#### EXERCISE DESCRIPTION
In your reply, restate all of the records below word for word.

════════════════

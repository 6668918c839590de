//! Lending message interpreter

use chrono::NaiveDate;

use crate::amount::parse_amount;
use crate::due_date::resolve_due_date;
use crate::error::ParseError;
use crate::intent::{classify, Classification};
use crate::types::ParsedLending;

/// Minimum tokens for `keyword person amount`
const KEYWORD_MIN_TOKENS: usize = 3;
/// Minimum tokens for legacy `amount person`
const LEGACY_MIN_TOKENS: usize = 2;

/// Turns free text such as `gave john 500 tomorrow` into a [`ParsedLending`]
pub struct MessageInterpreter;

impl MessageInterpreter {
    /// Interpret a message; `None` means "not a lending message"
    pub fn parse(text: &str, today: NaiveDate) -> Option<ParsedLending> {
        Self::try_parse(text, today).ok()
    }

    /// Interpret a message and report why it was rejected
    pub fn try_parse(text: &str, today: NaiveDate) -> Result<ParsedLending, ParseError> {
        let tokens: Vec<&str> = text.split_whitespace().collect();
        let first = tokens.first().ok_or(ParseError::EmptyMessage)?;

        let classification = classify(first).ok_or_else(|| ParseError::UnknownKeyword {
            keyword: first.to_lowercase(),
        })?;

        let (amount, person, rest) = match classification {
            Classification::Keyword(_) => {
                Self::require_tokens(&tokens, KEYWORD_MIN_TOKENS)?;
                let (amount, person) = Self::split_amount_and_person(tokens[1], tokens[2])?;
                (amount, person, &tokens[3..])
            }
            Classification::LegacyAmount(amount) => {
                Self::require_tokens(&tokens, LEGACY_MIN_TOKENS)?;
                (amount, tokens[1], &tokens[2..])
            }
        };

        if !person.chars().any(char::is_alphabetic) {
            return Err(ParseError::MissingPerson);
        }

        let due = if rest.is_empty() {
            None
        } else {
            Some(resolve_due_date(&rest.join(" "), today))
        };

        Ok(ParsedLending {
            amount,
            person_name: capitalize_first(person),
            intent: classification.intent(),
            due,
        })
    }

    fn require_tokens(tokens: &[&str], expected: usize) -> Result<(), ParseError> {
        if tokens.len() < expected {
            return Err(ParseError::TooFewTokens {
                expected,
                actual: tokens.len(),
            });
        }
        Ok(())
    }

    /// Accepts both `person amount` and `amount person` after a keyword
    fn split_amount_and_person<'a>(
        first: &'a str,
        second: &'a str,
    ) -> Result<(rust_decimal::Decimal, &'a str), ParseError> {
        if let (Some(amount), None) = (parse_amount(first), parse_amount(second)) {
            return Ok((amount, second));
        }
        let amount = parse_amount(second).ok_or_else(|| ParseError::InvalidAmount {
            token: second.to_string(),
        })?;
        Ok((amount, first))
    }
}

/// Upper-case the first character, leave the rest untouched
pub fn capitalize_first(s: &str) -> String {
    let mut chars = s.chars();
    match chars.next() {
        Some(first) => first.to_uppercase().chain(chars).collect(),
        None => String::new(),
    }
}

════════════════

#### RESPONSE
repository 6668918c839590de
//! Lending message interpreter

use chrono::NaiveDate;

use crate::amount::parse_amount;
use crate::due_date::resolve_due_date;
use crate::error::ParseError;
use crate::intent::{classify, Classification};
use crate::types::ParsedLending;

/// Minimum tokens for `keyword person amount`
const KEYWORD_MIN_TOKENS: usize = 3;
/// Minimum tokens for legacy `amount person`
const LEGACY_MIN_TOKENS: usize = 2;

/// Turns free text such as `gave john 500 tomorrow` into a [`ParsedLending`]
pub struct MessageInterpreter;

impl MessageInterpreter {
    /// Interpret a message; `None` means "not a lending message"
    pub fn parse(text: &str, today: NaiveDate) -> Option<ParsedLending> {
        Self::try_parse(text, today).ok()
    }

    /// Interpret a message and report why it was rejected
    pub fn try_parse(text: &str, today: NaiveDate) -> Result<ParsedLending, ParseError> {
        let tokens: Vec<&str> = text.split_whitespace().collect();
        let first = tokens.first().ok_or(ParseError::EmptyMessage)?;

        let classification = classify(first).ok_or_else(|| ParseError::UnknownKeyword {
            keyword: first.to_lowercase(),
        })?;

        let (amount, person, rest) = match classification {
            Classification::Keyword(_) => {
                Self::require_tokens(&tokens, KEYWORD_MIN_TOKENS)?;
                let (amount, person) = Self::split_amount_and_person(tokens[1], tokens[2])?;
                (amount, person, &tokens[3..])
            }
            Classification::LegacyAmount(amount) => {
                Self::require_tokens(&tokens, LEGACY_MIN_TOKENS)?;
                (amount, tokens[1], &tokens[2..])
            }
        };

        if !person.chars().any(char::is_alphabetic) {
            return Err(ParseError::MissingPerson);
        }

        let due = if rest.is_empty() {
            None
        } else {
            Some(resolve_due_date(&rest.join(" "), today))
        };

        Ok(ParsedLending {
            amount,
            person_name: capitalize_first(person),
            intent: classification.intent(),
            due,
        })
    }

    fn require_tokens(tokens: &[&str], expected: usize) -> Result<(), ParseError> {
        if tokens.len() < expected {
            return Err(ParseError::TooFewTokens {
                expected,
                actual: tokens.len(),
            });
        }
        Ok(())
    }

    /// Accepts both `person amount` and `amount person` after a keyword
    fn split_amount_and_person<'a>(
        first: &'a str,
        second: &'a str,
    ) -> Result<(rust_decimal::Decimal, &'a str), ParseError> {
        if let (Some(amount), None) = (parse_amount(first), parse_amount(second)) {
            return Ok((amount, second));
        }
        let amount = parse_amount(second).ok_or_else(|| ParseError::InvalidAmount {
            token: second.to_string(),
        })?;
        Ok((amount, first))
    }
}

/// Upper-case the first character, leave the rest untouched
pub fn capitalize_first(s: &str) -> String {
    let mut chars = s.chars();
    match chars.next() {
        Some(first) => first.to_uppercase().chain(chars).collect(),
        None => String::new(),
    }
}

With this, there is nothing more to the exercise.